Questions to consider when using AI for PDF data extraction

Decorative image showing a book and flying documents with an AI-themed overlay

The jagged frontier of AI means that you can’t always know which tasks are within the capabilities of current models. One such task is the extraction of structured data from PDFs. While this is fully within the capabilities of humans, there are unique challenges in getting off-the-shelf AIs like ChatGPT to do it well. Variants of this task have come up repeatedly in my recent discussions and work, so I put together this summary of my understanding of when it makes sense to try to automate PDF data extraction with AI.

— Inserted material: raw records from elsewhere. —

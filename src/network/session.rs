//! Dictionary Session
//!
//! A connected, stateful conversation with one DICT server.

use std::net::{Shutdown, TcpStream};
use std::sync::atomic::{AtomicBool, Ordering};
use std::sync::Arc;

use parking_lot::Mutex;

use super::Connection;
use crate::config::Config;
use crate::error::{DictError, Result};
use crate::model::{Database, DatabaseRegistry, Definition, MatchingStrategy};
use crate::protocol::status::{self, status_code};
use crate::protocol::{
    expect_status, read_database_list, read_definitions, read_line, read_match_list,
    read_strategy_list, Command,
};

/// Lifecycle of a session
///
/// Connecting happens inside [`DictSession::connect`]; a session value only
/// exists once the greeting was accepted, so it starts out `Connected`.
#[derive(Debug, Clone, Copy, PartialEq, Eq)]
pub enum SessionState {
    Connected,
    Closed,
}

/// A session with a DICT server
///
/// ## Concurrency Model
///
/// DICT allows one command in flight per connection. Every operation takes
/// the session lock for its whole request/reply exchange, so a session can
/// be shared across threads (`Arc<DictSession>`) and callers simply queue.
///
/// Operations block until the reply is fully read. Without a configured read
/// timeout a silent server blocks forever; an [`InterruptHandle`] taken
/// beforehand can shut the socket from another thread.
pub struct DictSession {
    /// Connection, state and registry, guarded together
    inner: Mutex<SessionInner>,

    /// Shared with interrupt handles, usable without the lock
    interrupt: Arc<Interrupt>,

    host: String,
    port: u16,
}

struct SessionInner {
    state: SessionState,

    /// `None` once the session is closed
    connection: Option<Connection>,

    /// Databases advertised by the server, filled on first need
    databases: DatabaseRegistry,
}

struct Interrupt {
    stream: TcpStream,
    requested: AtomicBool,
}

/// Cancels whatever the session is doing by shutting its socket
///
/// The session is unusable afterwards.
#[derive(Clone)]
pub struct InterruptHandle {
    interrupt: Arc<Interrupt>,
}

impl InterruptHandle {
    pub fn interrupt(&self) {
        tracing::debug!("Interrupting session");
        self.interrupt.requested.store(true, Ordering::SeqCst);
        let _ = self.interrupt.stream.shutdown(Shutdown::Both);
    }
}

impl DictSession {
    // =========================================================================
    // Connection Lifecycle
    // =========================================================================

    /// Connect to `host:port` and complete the greeting
    pub fn open(host: &str, port: u16) -> Result<Self> {
        let config = Config::builder().host(host).port(port).build();
        Self::connect(&config)
    }

    /// Connect to `host` on the default DICT port
    pub fn open_default(host: &str) -> Result<Self> {
        Self::connect(&Config::builder().host(host).build())
    }

    /// Connect using a full configuration
    ///
    /// Steps:
    /// 1. Open the TCP connection
    /// 2. Read the greeting, which must be `220`
    /// 3. Send `CLIENT` if configured, which must be answered with `250`
    pub fn connect(config: &Config) -> Result<Self> {
        tracing::debug!(host = %config.host, port = config.port, "Connecting");
        let mut connection = Connection::open(config)?;

        let greeting = read_line(connection.reader()).map_err(handshake_error)?;
        if status_code(&greeting) != Some(status::READY) {
            let _ = connection.shutdown();
            return Err(DictError::connection(format!(
                "server refused session: {}",
                greeting
            )));
        }
        tracing::debug!(greeting = %greeting, "Greeting received");

        if let Some(text) = &config.client_text {
            connection.send(&Command::client(text)?)?;
            expect_status(connection.reader(), status::OK).map_err(handshake_error)?;
        }

        let interrupt = Arc::new(Interrupt {
            stream: connection.try_clone_stream()?,
            requested: AtomicBool::new(false),
        });

        tracing::info!(
            host = %config.host,
            port = config.port,
            peer = %connection.peer_addr(),
            "Connected to DICT server"
        );

        Ok(Self {
            inner: Mutex::new(SessionInner {
                state: SessionState::Connected,
                connection: Some(connection),
                databases: DatabaseRegistry::new(),
            }),
            interrupt,
            host: config.host.clone(),
            port: config.port,
        })
    }

    /// Send `QUIT` and close the socket
    ///
    /// Never fails; errors while saying goodbye are logged and dropped.
    /// Calling it again is a no-op.
    pub fn close(&self) {
        let mut inner = self.inner.lock();
        if let Some(mut connection) = inner.connection.take() {
            tracing::debug!(peer = %connection.peer_addr(), "Terminating connection");
            if let Err(e) = connection.send(&Command::Quit) {
                tracing::debug!("QUIT not delivered: {}", e);
            }
            if let Err(e) = connection.shutdown() {
                tracing::debug!("Error shutting down socket: {}", e);
            }
            tracing::info!(host = %self.host, port = self.port, "Connection terminated");
        }
        inner.state = SessionState::Closed;
    }

    /// Handle that can cancel an operation from another thread
    pub fn interrupt_handle(&self) -> InterruptHandle {
        InterruptHandle {
            interrupt: Arc::clone(&self.interrupt),
        }
    }

    // =========================================================================
    // Commands
    // =========================================================================

    /// Databases offered by the server, in advertised order
    ///
    /// Issues `SHOW DB` only while the registry is empty; later calls are
    /// served from the registry.
    pub fn list_databases(&self) -> Result<Vec<Arc<Database>>> {
        self.with_connection(ensure_databases)
    }

    /// Matching strategies supported by the server (`SHOW STRAT`)
    pub fn list_strategies(&self) -> Result<Vec<MatchingStrategy>> {
        self.with_connection(|connection, _| {
            connection.send(&Command::ShowStrat)?;
            read_strategy_list(connection.reader())
        })
    }

    /// Definitions of `word` from `database` (a name, `*` or `!`)
    ///
    /// Lists the databases first if that has not happened yet, so headers
    /// can be resolved to registry entries.
    pub fn define(&self, word: &str, database: &str) -> Result<Vec<Definition>> {
        let command = Command::define(database, word)?;
        self.with_connection(|connection, databases| {
            ensure_databases(connection, databases)?;
            connection.send(&command)?;
            read_definitions(connection.reader(), databases)
        })
    }

    /// Words matching `word` under `strategy` in `database`, without repeats
    pub fn match_word(&self, word: &str, strategy: &str, database: &str) -> Result<Vec<String>> {
        let command = Command::match_word(database, strategy, word)?;
        self.with_connection(|connection, _| {
            connection.send(&command)?;
            read_match_list(connection.reader())
        })
    }

    // =========================================================================
    // Accessors
    // =========================================================================

    pub fn state(&self) -> SessionState {
        self.inner.lock().state
    }

    pub fn is_connected(&self) -> bool {
        self.state() == SessionState::Connected
    }

    /// Remote address, while connected
    pub fn peer_addr(&self) -> Option<String> {
        let inner = self.inner.lock();
        inner.connection.as_ref().map(|c| c.peer_addr().to_string())
    }

    /// A database from the registry, if already listed
    pub fn database(&self, name: &str) -> Option<Arc<Database>> {
        self.inner.lock().databases.get(name)
    }

    pub fn host(&self) -> &str {
        &self.host
    }

    pub fn port(&self) -> u16 {
        self.port
    }

    // =========================================================================
    // Internals
    // =========================================================================

    /// Run one exchange under the session lock
    ///
    /// Connection failures, protocol errors and interrupts can leave unread
    /// reply lines on the socket, so they close the session. Rejections
    /// (550, 551, 501) end their reply and keep it open.
    fn with_connection<T, F>(&self, op: F) -> Result<T>
    where
        F: FnOnce(&mut Connection, &mut DatabaseRegistry) -> Result<T>,
    {
        let mut inner = self.inner.lock();
        if self.interrupted() {
            inner.mark_closed();
        }

        let SessionInner {
            state,
            connection,
            databases,
        } = &mut *inner;
        let connection = match (state, connection.as_mut()) {
            (SessionState::Connected, Some(connection)) => connection,
            _ => return Err(DictError::NotConnected),
        };

        let result = op(connection, databases);

        if let Err(e) = &result {
            let out_of_sync = matches!(e, DictError::Connection { .. } | DictError::Protocol(_));
            if self.interrupted() || out_of_sync {
                tracing::warn!(host = %self.host, "Session closed after error: {}", e);
                inner.mark_closed();
            }
        }
        result
    }

    fn interrupted(&self) -> bool {
        self.interrupt.requested.load(Ordering::SeqCst)
    }
}

impl Drop for DictSession {
    fn drop(&mut self) {
        self.close();
    }
}

impl SessionInner {
    fn mark_closed(&mut self) {
        if let Some(connection) = self.connection.take() {
            let _ = connection.shutdown();
        }
        self.state = SessionState::Closed;
    }
}

/// Fill the registry on first use, then answer from it
fn ensure_databases(
    connection: &mut Connection,
    databases: &mut DatabaseRegistry,
) -> Result<Vec<Arc<Database>>> {
    if !databases.is_empty() {
        return Ok(databases.databases());
    }

    connection.send(&Command::ShowDb)?;
    for database in read_database_list(connection.reader())? {
        databases.insert(database);
    }
    tracing::debug!(count = databases.len(), "Database registry populated");

    Ok(databases.databases())
}

/// Failures before the session exists are all connection failures
fn handshake_error(err: DictError) -> DictError {
    match err {
        DictError::Protocol(message) => DictError::connection(message),
        other => other,
    }
}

This post is structured as a series of questions I’d ask about a proposed project. Actual answers will depend on the specific project.

What is your budget?

I assume there is some business value in the extracted data. Therefore, it’s possible to estimate the dollar value of automating the manual processes that are used to extract the data. There’s a big difference between an extraction process that takes a junior employee a couple of weeks per year and one that keeps data entry specialists busy year-round. The budget determines the tools that can be used: If it’s low (e.g., in the thousands), it’s probably only worth spending a few days assessing feasibility with off-the-shelf tools like the OpenAI APIs. If it’s higher (e.g., hundreds of thousands), paying AI engineers to build a bespoke system becomes an option.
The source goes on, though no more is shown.